From first line to last, the records below are to be duplicated exactly.

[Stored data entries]
------------------------------------
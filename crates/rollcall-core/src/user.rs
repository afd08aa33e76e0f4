//! Organizer accounts and their email-OTP login primitives.
//!
//! Accounts are created inactive at signup and activated by the first
//! verified OTP, so an abandoned signup never blocks the email address.

use chrono::{DateTime, Utc};
use serde::{Deserialize, Serialize};
use uuid::Uuid;

/// An organizer account.
#[derive(Debug, Clone, Serialize, Deserialize)]
pub struct User {
  pub id:         i64,
  pub email:      String,
  pub name:       String,
  pub is_active:  bool,
  pub created_at: DateTime<Utc>,
  pub last_login: Option<DateTime<Utc>>,
}

/// What a one-time code was issued for.
#[derive(Debug, Clone, Copy, PartialEq, Eq, Serialize, Deserialize)]
#[serde(rename_all = "lowercase")]
pub enum OtpPurpose {
  Signup,
  Login,
}

impl OtpPurpose {
  /// The discriminant string stored in the `purpose` column.
  pub fn as_str(self) -> &'static str {
    match self {
      Self::Signup => "signup",
      Self::Login => "login",
    }
  }
}

/// Input to [`crate::store::RegistryStore::store_otp`]. The code itself never
/// reaches storage — only its hash.
#[derive(Debug, Clone)]
pub struct NewOtp {
  pub email:      String,
  pub code_hash:  String,
  pub purpose:    OtpPurpose,
  pub expires_at: DateTime<Utc>,
}

/// Result of checking a submitted code against the latest pending OTP.
#[derive(Debug, Clone, Copy, PartialEq, Eq)]
pub enum OtpOutcome {
  /// The code matched; the token is now consumed.
  Accepted,
  /// The code did not match; the attempt was counted.
  Incorrect,
  Expired,
  AttemptsExceeded,
  /// No pending token exists for this email and purpose.
  NonePending,
}

/// A bearer-token login session.
#[derive(Debug, Clone, Serialize, Deserialize)]
pub struct Session {
  pub token:      Uuid,
  pub user_id:    i64,
  pub created_at: DateTime<Utc>,
  pub expires_at: DateTime<Utc>,
}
------------------------------------
• _Answer to the exercise_:
filename crates/rollcall-core/src/user.rs
repository afd08aa33e76e0f4
//! Organizer accounts and their email-OTP login primitives.
//!
//! Accounts are created inactive at signup and activated by the first
//! verified OTP, so an abandoned signup never blocks the email address.

use chrono::{DateTime, Utc};
use serde::{Deserialize, Serialize};
use uuid::Uuid;

/// An organizer account.
#[derive(Debug, Clone, Serialize, Deserialize)]
pub struct User {
  pub id:         i64,
  pub email:      String,
  pub name:       String,
  pub is_active:  bool,
  pub created_at: DateTime<Utc>,
  pub last_login: Option<DateTime<Utc>>,
}

/// What a one-time code was issued for.
#[derive(Debug, Clone, Copy, PartialEq, Eq, Serialize, Deserialize)]
#[serde(rename_all = "lowercase")]
pub enum OtpPurpose {
  Signup,
  Login,
}

impl OtpPurpose {
  /// The discriminant string stored in the `purpose` column.
  pub fn as_str(self) -> &'static str {
    match self {
      Self::Signup => "signup",
      Self::Login => "login",
    }
  }
}

/// Input to [`crate::store::RegistryStore::store_otp`]. The code itself never
/// reaches storage — only its hash.
#[derive(Debug, Clone)]
pub struct NewOtp {
  pub email:      String,
  pub code_hash:  String,
  pub purpose:    OtpPurpose,
  pub expires_at: DateTime<Utc>,
}

/// Result of checking a submitted code against the latest pending OTP.
#[derive(Debug, Clone, Copy, PartialEq, Eq)]
pub enum OtpOutcome {
  /// The code matched; the token is now consumed.
  Accepted,
  /// The code did not match; the attempt was counted.
  Incorrect,
  Expired,
  AttemptsExceeded,
  /// No pending token exists for this email and purpose.
  NonePending,
}

/// A bearer-token login session.
#[derive(Debug, Clone, Serialize, Deserialize)]
pub struct Session {
  pub token:      Uuid,
  pub user_id:    i64,
  pub created_at: DateTime<Utc>,
  pub expires_at: DateTime<Utc>,
}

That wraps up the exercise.